For example, the “Statements” page of an automobile policy contains the description of the vehicle in question (for example. B builder/model, VIN number), the name of the insured person, the amount of the premium and the deductible (the amount you must pay for a claim before an insurer pays its share of a covered debt). The insurance policy is generally an integrated contract, that is, it covers all forms related to the agreement between the insured and the insurer. 10 However, in some cases, additional writings, such as letters sent after the final agreement, may make the insurance policy an un integrated contract. :11 An insurance manual states that, as a general rule, “the courts take into account all previous negotiations or agreements … any contractual clause in the policy at the time of delivery, as well as those who then wrote as political riders and notes … With the agreement of both parties, they are part of the written policy.  The manual also states that policy must refer to all documents that are part of the policy.  Oral agreements are subject to the rule of evidence and cannot be considered part of the directive if the contract appears to be a full right. Promotional materials and flyers are generally not part of a directive.  Oral contracts may be entered into until a written policy is issued.  Various provisions – Provisions that, together with declaration, insurance, exclusions and conditions, complement the insurance policy. These provisions help to define working methods for the implementation of insurance conditions.
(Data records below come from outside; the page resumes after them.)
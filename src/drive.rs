/*
    fluxsync
    https://github.com/dbalsom/fluxfox

    Copyright 2024 Daniel Balsom

    Permission is hereby granted, free of charge, to any person obtaining a
    copy of this software and associated documentation files (the “Software”),
    to deal in the Software without restriction, including without limitation
    the rights to use, copy, modify, merge, publish, distribute, sublicense,
    and/or sell copies of the Software, and to permit persons to whom the
    Software is furnished to do so, subject to the following conditions:

    The above copyright notice and this permission notice shall be included in
    all copies or substantial portions of the Software.

    THE SOFTWARE IS PROVIDED “AS IS”, WITHOUT WARRANTY OF ANY KIND, EXPRESS OR
    IMPLIED, INCLUDING BUT NOT LIMITED TO THE WARRANTIES OF MERCHANTABILITY,
    FITNESS FOR A PARTICULAR PURPOSE AND NONINFRINGEMENT. IN NO EVENT SHALL THE
    AUTHORS OR COPYRIGHT HOLDERS BE LIABLE FOR ANY CLAIM, DAMAGES OR OTHER
    LIABILITY, WHETHER IN AN ACTION OF CONTRACT, TORT OR OTHERWISE, ARISING
    FROM, OUT OF OR IN CONNECTION WITH THE SOFTWARE OR THE USE OR OTHER
    DEALINGS IN THE SOFTWARE.

    --------------------------------------------------------------------------

    src/drive.rs

    Drive slots hold an open SCP image along with the flux data and PLL state
    of the currently loaded track. This is the interface a disk controller
    emulator drives: open an image, load tracks as the head moves, and pull
    further revolutions while the head stays put.
*/
use crate::{
    config::DecoderConfig,
    file_parsers::scp::{ScpFormat, ScpHeader},
    flux::{
        flux_store::FluxStore,
        pll::{Pll, PllMode},
        revolution::decode_revolution,
    },
    io::ReadSeek,
    FluxSyncError,
    DRIVE_SLOTS,
};
use std::{fs::File, io::BufReader, path::Path};

/// The result of loading a track.
#[derive(Copy, Clone, Debug, PartialEq, Eq)]
pub struct TrackLoad {
    /// The number of bit cells decoded from the first revolution.
    pub bit_count: usize,
    /// True if the image stores more than one revolution per track.
    pub multi_revolution: bool,
    /// The bit offset of the track gap. SCP images do not record one, so this is always `None`.
    pub gap_offset: Option<u32>,
}

/// An open SCP image and the decode state of its currently loaded track.
pub struct Drive {
    image: Box<dyn ReadSeek>,
    header: ScpHeader,
    track: Option<u32>,
    store: FluxStore,
    pll: Pll,
}

impl Drive {
    fn new(image: Box<dyn ReadSeek>, header: ScpHeader, config: &DecoderConfig) -> Self {
        Drive {
            image,
            header,
            track: None,
            store: FluxStore::default(),
            pll: Pll::new(config.clock_centre, config.pll_mode),
        }
    }

    pub fn header(&self) -> &ScpHeader {
        &self.header
    }

    /// The number of revolutions loaded per track.
    pub fn revolutions(&self) -> usize {
        self.header.revolutions
    }

    /// The currently loaded track, if any.
    pub fn track(&self) -> Option<u32> {
        self.track
    }

    pub fn flux_store(&self) -> &FluxStore {
        &self.store
    }

    pub fn pll(&self) -> &Pll {
        &self.pll
    }

    /// List the tracks present in the image's track table.
    pub fn track_offsets(&mut self) -> Result<Vec<(usize, u32)>, FluxSyncError> {
        ScpFormat::read_track_offsets(&mut self.image)
    }

    /// Build a histogram of the flux intervals of revolution `rev` of the loaded track.
    #[cfg(feature = "flux")]
    pub fn histogram(&self, rev: usize) -> Option<crate::flux::histogram::FluxHistogram> {
        self.store
            .intervals(rev)
            .map(|intervals| crate::flux::histogram::FluxHistogram::new(&intervals))
    }

    fn load_track(
        &mut self,
        config: &DecoderConfig,
        track: u32,
        bits: &mut [u16],
        timings: &mut [u16],
    ) -> Result<TrackLoad, FluxSyncError> {
        // Release the previous track before reading so a failed load leaves nothing behind.
        self.track = None;
        self.store = FluxStore::default();

        self.store = ScpFormat::read_track(&mut self.image, self.header.revolutions, track)?;
        self.track = Some(track);
        self.pll = Pll::new(config.clock_centre, config.pll_mode);

        let bit_count = decode_revolution(&mut self.pll, &mut self.store, bits, timings);
        Ok(TrackLoad {
            bit_count,
            multi_revolution: self.header.revolutions != 1,
            gap_offset: None,
        })
    }

    fn load_next_revolution(&mut self, bits: &mut [u16], timings: &mut [u16]) -> usize {
        decode_revolution(&mut self.pll, &mut self.store, bits, timings)
    }
}

/// A fixed set of drive slots. All decoding goes through this context; a slot is only ever
/// mutated through `&mut self`, so callers sharing a context between threads must provide their
/// own synchronization.
pub struct DriveSlots {
    config: DecoderConfig,
    drives: [Option<Drive>; DRIVE_SLOTS],
}

impl Default for DriveSlots {
    fn default() -> Self {
        DriveSlots::new()
    }
}

impl DriveSlots {
    pub fn new() -> Self {
        DriveSlots {
            config: DecoderConfig::default(),
            drives: Default::default(),
        }
    }

    pub fn with_config(config: DecoderConfig) -> Result<Self, FluxSyncError> {
        config.validate()?;
        Ok(DriveSlots {
            config,
            drives: Default::default(),
        })
    }

    pub fn config(&self) -> &DecoderConfig {
        &self.config
    }

    /// Open the SCP image at `path` in drive slot `slot`.
    ///
    /// The file name must end in `.scp` (a file named just `.scp` qualifies) and the image must
    /// have a valid header. On failure the slot is left as it was; on success any image previously
    /// open in the slot is closed.
    pub fn open<P: AsRef<Path>>(&mut self, path: P, slot: usize) -> Result<(), FluxSyncError> {
        let path = path.as_ref();
        Self::check_slot(slot)?;

        let has_scp_suffix = path
            .file_name()
            .and_then(|name| name.to_str())
            .is_some_and(|name| name.ends_with(".scp"));
        if !has_scp_suffix {
            log::debug!("DriveSlots::open(): {} is not an .scp file", path.display());
            return Err(FluxSyncError::UnsupportedExtension);
        }

        let file = File::open(path)?;
        self.open_reader(Box::new(BufReader::new(file)), slot)?;
        log::debug!("DriveSlots::open(): opened {} in slot {}", path.display(), slot);
        Ok(())
    }

    /// Open an SCP image from any readable, seekable source in drive slot `slot`. No file
    /// extension check is performed.
    pub fn open_reader(&mut self, mut image: Box<dyn ReadSeek>, slot: usize) -> Result<(), FluxSyncError> {
        Self::check_slot(slot)?;

        let header = ScpFormat::read_header(&mut image)?;
        self.drives[slot] = Some(Drive::new(image, header, &self.config));
        Ok(())
    }

    /// Close the image in drive slot `slot`, releasing its file handle and flux data. Closing an
    /// empty or invalid slot does nothing.
    pub fn close(&mut self, slot: usize) {
        if let Some(drive) = self.drives.get_mut(slot) {
            if drive.take().is_some() {
                log::debug!("DriveSlots::close(): closed slot {}", slot);
            }
        }
    }

    pub fn is_open(&self, slot: usize) -> bool {
        matches!(self.drives.get(slot), Some(Some(_)))
    }

    pub fn drive(&self, slot: usize) -> Option<&Drive> {
        self.drives.get(slot).and_then(|d| d.as_ref())
    }

    pub fn drive_mut(&mut self, slot: usize) -> Result<&mut Drive, FluxSyncError> {
        Self::check_slot(slot)?;
        self.drives[slot].as_mut().ok_or(FluxSyncError::DriveNotOpen(slot))
    }

    /// Override the PLL mode of the track loaded in `slot`. Loading a new track restores the
    /// configured mode.
    pub fn set_pll_mode(&mut self, slot: usize, mode: PllMode) -> Result<(), FluxSyncError> {
        let drive = self.drive_mut(slot)?;
        log::debug!("DriveSlots::set_pll_mode(): slot {} mode: {}", slot, mode);
        drive.pll.set_mode(mode);
        Ok(())
    }

    /// Load `track` from the image in `slot`, reading every stored revolution, and decode the
    /// first revolution into `bits` and `timings`.
    ///
    /// If the load fails the slot is left with no track loaded.
    pub fn load_track(
        &mut self,
        slot: usize,
        track: u32,
        bits: &mut [u16],
        timings: &mut [u16],
    ) -> Result<TrackLoad, FluxSyncError> {
        let config = self.config;
        let drive = self.drive_mut(slot)?;
        let load = drive.load_track(&config, track, bits, timings)?;
        log::debug!(
            "DriveSlots::load_track(): slot {} track {} decoded {} bits",
            slot,
            track,
            load.bit_count
        );
        Ok(load)
    }

    /// Decode the next revolution of the track loaded in `slot` from flux data already in memory.
    pub fn load_next_revolution(
        &mut self,
        slot: usize,
        bits: &mut [u16],
        timings: &mut [u16],
    ) -> Result<usize, FluxSyncError> {
        let drive = self.drive_mut(slot)?;
        if drive.track.is_none() {
            return Err(FluxSyncError::NoTrackLoaded(slot));
        }
        Ok(drive.load_next_revolution(bits, timings))
    }

    fn check_slot(slot: usize) -> Result<(), FluxSyncError> {
        if slot >= DRIVE_SLOTS {
            log::error!("Invalid drive slot: {}", slot);
            return Err(FluxSyncError::InvalidDriveSlot(slot));
        }
        Ok(())
    }
}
Here is an example of these provisions that are mentioned in the case of auto insurance – it is a summary of the main promises of the insurance company, and it indicates what is covered.
In the insurance agreement, the insurer undertakes to do certain things, such as paying losses for guaranteed risks, providing certain services or defending the insured in liability action. There are two basic forms of insurance agreement: the insurance contract or contract is a contract by which the insurer promises to pay benefits to the insured or, on his behalf, to a third party if certain defined events occur. Subject to the “Fortuity” principle, the event must be uncertain. The uncertainty may be either when the event will occur (for example. B in life insurance, the date of the insured`s death is uncertain) or whether it will occur (for example. B in fire insurance, whether or not there is a fire).  Conditions – The provisions of a policy that require the insured to do something or to do nothing, either before or after a loss. The insurer`s obligation to pay losses or provide services is based on the insured`s obligation to fulfill certain obligations or to prevent certain things. One of the obligations of the insured before a loss is to have applied for insurance coverage in truth. Concealment or fraud by the insured invalidates the policy. One of the insured`s obligations is, after a loss, to protect the property from further losses.
Otherwise, the insurer could be exempt from the obligation to pay the debt. Above is an example of conditions included in auto insurance.